For banks, the Federal Reserve rate hike means higher interest rates on their money. But what are the implications for regular savers, and when will savings account interest rates rise?
If you have a savings account, or are considering opening one, here are three key takeaways on savings interest rates:
1. Savings may be passed on to you
As banks can earn higher interest rates on their money, over time, these interest rates may be passed on to savers in the form of higher savings account interest rates. After all, banks are competing with each other for their customers’ savings. Eager to know when savings account interest rates will rise? This process can take place slowly, so savers may not notice higher amounts in their savings accounts immediately.

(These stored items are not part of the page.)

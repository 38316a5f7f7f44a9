//! `POST /load-data`: ingest the configured data file

use crate::handlers::{ApiError, AppState};
use axum::{extract::State, http::StatusCode, response::Json};
use serde::{Deserialize, Serialize};
use startup_store::{read_companies_file, IngestFileError, LoadFailure, StoreError};
use tracing::info;

/// A company that was rolled back
#[derive(Debug, Serialize, Deserialize)]
pub struct LoadErrorEntry {
    /// Company name, or "Unknown"
    pub company: String,
    /// Why it failed
    pub error: String,
}

impl From<LoadFailure> for LoadErrorEntry {
    fn from(failure: LoadFailure) -> Self {
        Self {
            company: failure.company,
            error: failure.error,
        }
    }
}

/// Ingestion report
#[derive(Debug, Serialize, Deserialize)]
pub struct LoadResponse {
    /// Human-readable summary
    pub message: String,
    /// Companies inserted
    pub loaded: usize,
    /// Companies already present
    pub skipped: usize,
    /// Rolled-back companies; null when there were none
    pub errors: Option<Vec<LoadErrorEntry>>,
}

impl From<IngestFileError> for ApiError {
    fn from(e: IngestFileError) -> Self {
        match e {
            IngestFileError::NotFound(_) => ApiError::NotFound(e.to_string()),
            IngestFileError::InvalidJson(_) | IngestFileError::NoCompanies => {
                ApiError::BadRequest(e.to_string())
            }
            IngestFileError::Io(_) => ApiError::Internal(e.to_string()),
        }
    }
}

/// POST /load-data
pub async fn load_data(
    State(state): State<AppState>,
) -> Result<(StatusCode, Json<LoadResponse>), ApiError> {
    let companies = read_companies_file(&state.data_file)?;

    let report = state
        .store()?
        .load_companies(&companies)
        .map_err(|e| match e {
            StoreError::CommitFailed(msg) => {
                ApiError::Internal(format!("Failed to commit data: {}", msg))
            }
            other => other.into(),
        })?;

    info!(
        loaded = report.loaded,
        skipped = report.skipped,
        "Data loaded from {}",
        state.data_file.display()
    );

    let errors = if report.errors.is_empty() {
        None
    } else {
        Some(report.errors.into_iter().map(LoadErrorEntry::from).collect())
    };

    Ok((
        StatusCode::CREATED,
        Json(LoadResponse {
            message: "Data loading completed".to_string(),
            loaded: report.loaded,
            skipped: report.skipped,
            errors,
        }),
    ))
}
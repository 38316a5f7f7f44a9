//! Startup Data LLM Provider Layer
//!
//! Implementations of the `LlmProvider` trait from `startup-domain`.
//!
//! # Providers
//!
//! - `MockProvider`: Deterministic mock for testing
//! - `AnthropicProvider`: Anthropic Messages API integration
//!
//! # Examples
//!
//! ```
//! use startup_llm::MockProvider;
//! use startup_domain::traits::LlmProvider;
//!
//! let provider = MockProvider::new("Hello from LLM!");
//! let result = provider.generate("test prompt").unwrap();
//! assert_eq!(result, "Hello from LLM!");
//! ```

#![warn(missing_docs)]

pub mod anthropic;

use startup_domain::traits::LlmProvider as LlmProviderTrait;
use std::collections::{HashMap, VecDeque};
use std::sync::{Arc, Mutex, MutexGuard, PoisonError};
use thiserror::Error;

pub use anthropic::AnthropicProvider;

/// Errors that can occur during LLM operations
#[derive(Error, Debug)]
pub enum LlmError {
    /// Network or API communication error
    #[error("Communication error: {0}")]
    Communication(String),

    /// Invalid response from LLM
    #[error("Invalid response: {0}")]
    InvalidResponse(String),

    /// Rate limit exceeded
    #[error("Rate limit exceeded")]
    RateLimitExceeded,

    /// Model not available
    #[error("Model not available: {0}")]
    ModelNotAvailable(String),

    /// API key missing or rejected
    #[error("Authentication failed: {0}")]
    Authentication(String),

    /// Generic error
    #[error("LLM error: {0}")]
    Other(String),
}

#[derive(Debug)]
enum Scripted {
    Reply(String),
    Fail,
}

#[derive(Debug, Default)]
struct MockState {
    by_prompt: HashMap<String, String>,
    queue: VecDeque<Scripted>,
    prompts: Vec<String>,
}

/// Scripted provider for generator tests
///
/// A call is answered from the queue first (one entry per call), then from
/// the per-prompt table, then with the fallback reply. Clones share state.
///
/// ```
/// use startup_llm::MockProvider;
/// use startup_domain::traits::LlmProvider;
///
/// let provider = MockProvider::new("fallback");
/// provider.queue_response("first");
/// assert_eq!(provider.generate("p").unwrap(), "first");
/// assert_eq!(provider.generate("p").unwrap(), "fallback");
/// assert_eq!(provider.call_count(), 2);
/// ```
#[derive(Debug, Clone)]
pub struct MockProvider {
    fallback: String,
    state: Arc<Mutex<MockState>>,
}

impl MockProvider {
    /// Answer every unscripted call with `fallback`
    pub fn new(fallback: impl Into<String>) -> Self {
        Self {
            fallback: fallback.into(),
            state: Arc::new(Mutex::new(MockState::default())),
        }
    }

    /// Always answer `prompt` with `response` once the queue is empty
    pub fn with_response(self, prompt: impl Into<String>, response: impl Into<String>) -> Self {
        self.state()
            .by_prompt
            .insert(prompt.into(), response.into());
        self
    }

    /// Queue a reply for the next call
    pub fn queue_response(&self, response: impl Into<String>) {
        self.state()
            .queue
            .push_back(Scripted::Reply(response.into()));
    }

    /// Queue a failure for the next call
    pub fn queue_error(&self) {
        self.state().queue.push_back(Scripted::Fail);
    }

    /// Calls made so far
    pub fn call_count(&self) -> usize {
        self.state().prompts.len()
    }

    /// Every prompt received, oldest first
    pub fn prompts(&self) -> Vec<String> {
        self.state().prompts.clone()
    }

    // A panicking test thread must not hide the script from the others
    fn state(&self) -> MutexGuard<'_, MockState> {
        self.state.lock().unwrap_or_else(PoisonError::into_inner)
    }
}

impl Default for MockProvider {
    fn default() -> Self {
        Self::new("Default mock response")
    }
}

impl LlmProviderTrait for MockProvider {
    type Error = LlmError;

    fn generate(&self, prompt: &str) -> Result<String, Self::Error> {
        let mut state = self.state();
        state.prompts.push(prompt.to_string());

        match state.queue.pop_front() {
            Some(Scripted::Reply(reply)) => Ok(reply),
            Some(Scripted::Fail) => Err(LlmError::Communication("scripted failure".to_string())),
            None => Ok(state
                .by_prompt
                .get(prompt)
                .cloned()
                .unwrap_or_else(|| self.fallback.clone())),
        }
    }
}
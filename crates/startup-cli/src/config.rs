//! Generator configuration resolution for the CLI.
//!
//! A TOML file (if given) replaces the built-in defaults, then command-line
//! flags override individual values.

use crate::cli::GenerateArgs;
use crate::error::{CliError, Result};
use startup_generator::GeneratorConfig;
use std::fs;

/// Build the effective generator configuration for a `generate` run.
pub fn resolve_generator_config(args: &GenerateArgs) -> Result<GeneratorConfig> {
    let mut config = match &args.config {
        Some(path) => {
            let contents = fs::read_to_string(path).map_err(|e| {
                CliError::Config(format!("Failed to read {}: {}", path.display(), e))
            })?;
            GeneratorConfig::from_toml(&contents).map_err(CliError::Config)?
        }
        None => GeneratorConfig::default(),
    };

    if let Some(count) = args.count {
        config.total_companies = count;
    }
    if let Some(output) = &args.output {
        config.output_file = output.clone();
    }
    if let Some(progress) = &args.progress {
        config.progress_file = progress.clone();
    }
    if let Some(model) = &args.model {
        config.model = model.clone();
    }
    if args.no_resume {
        config.resume = false;
    }

    config.validate().map_err(CliError::Config)?;
    Ok(config)
}

#[cfg(test)]
mod tests {
    use super::*;
    use std::path::PathBuf;

    fn args() -> GenerateArgs {
        GenerateArgs {
            config: None,
            count: None,
            output: None,
            progress: None,
            model: None,
            no_resume: false,
            yes: false,
            restart: false,
        }
    }

    #[test]
    fn test_defaults_without_file() {
        let config = resolve_generator_config(&args()).unwrap();
        assert_eq!(config, GeneratorConfig::default());
    }

    #[test]
    fn test_flags_override_file() {
        let dir = tempfile::tempdir().unwrap();
        let path = dir.path().join("generator.toml");
        fs::write(
            &path,
            "total_companies = 50\nmax_attempts = 2\noutput_file = \"from_file.json\"\n",
        )
        .unwrap();

        let mut args = args();
        args.config = Some(path);
        args.output = Some(PathBuf::from("from_flag.json"));
        args.no_resume = true;

        let config = resolve_generator_config(&args).unwrap();
        assert_eq!(config.total_companies, 50);
        assert_eq!(config.max_attempts, 2);
        assert_eq!(config.output_file, PathBuf::from("from_flag.json"));
        assert!(!config.resume);
    }

    #[test]
    fn test_zero_count_rejected() {
        let mut args = args();
        args.count = Some(0);
        assert!(matches!(
            resolve_generator_config(&args),
            Err(CliError::Config(_))
        ));
    }

    #[test]
    fn test_missing_file_is_config_error() {
        let mut args = args();
        args.config = Some(PathBuf::from("/nonexistent/generator.toml"));
        assert!(matches!(
            resolve_generator_config(&args),
            Err(CliError::Config(_))
        ));
    }
}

2. You can shop for the best savings account rates
With the Federal Reserve increasing interest rates and banks slowly passing higher savings interest rates on to consumers, it is well worth the time to shop around for the best rates on savings accounts. This is especially true as many large banks are still offering little to no interest on savings accounts. In fact, the difference between earning 0.95% Annual Percentage Yield (APY) and 0.01% APY is not just the order of the numbers, it is 95x more interest earned in your savings account. This higher savings account interest rate could impact your ability to grow your savings to reach your financial goals.
3. Your dollars can go further
With a relatively healthy economy and interest rates climbing in the U.S., the dollar’s value has risen. This means that when traveling, your dollar may go further in many countries around the world when compared to last year. Now is a good time to start saving for an international vacation to take advantage of the strong currency and any growth in your savings interest rate.
When will savings account interest rates rise?
While the Federal Reserve interest rate increase may mean a little more in your savings account (thanks to a higher savings account interest rate), practicing good money habits consistently will help you the most. Build an emergency fund, keep your spending within your means, save regularly and remember your financial goals to stay motivated.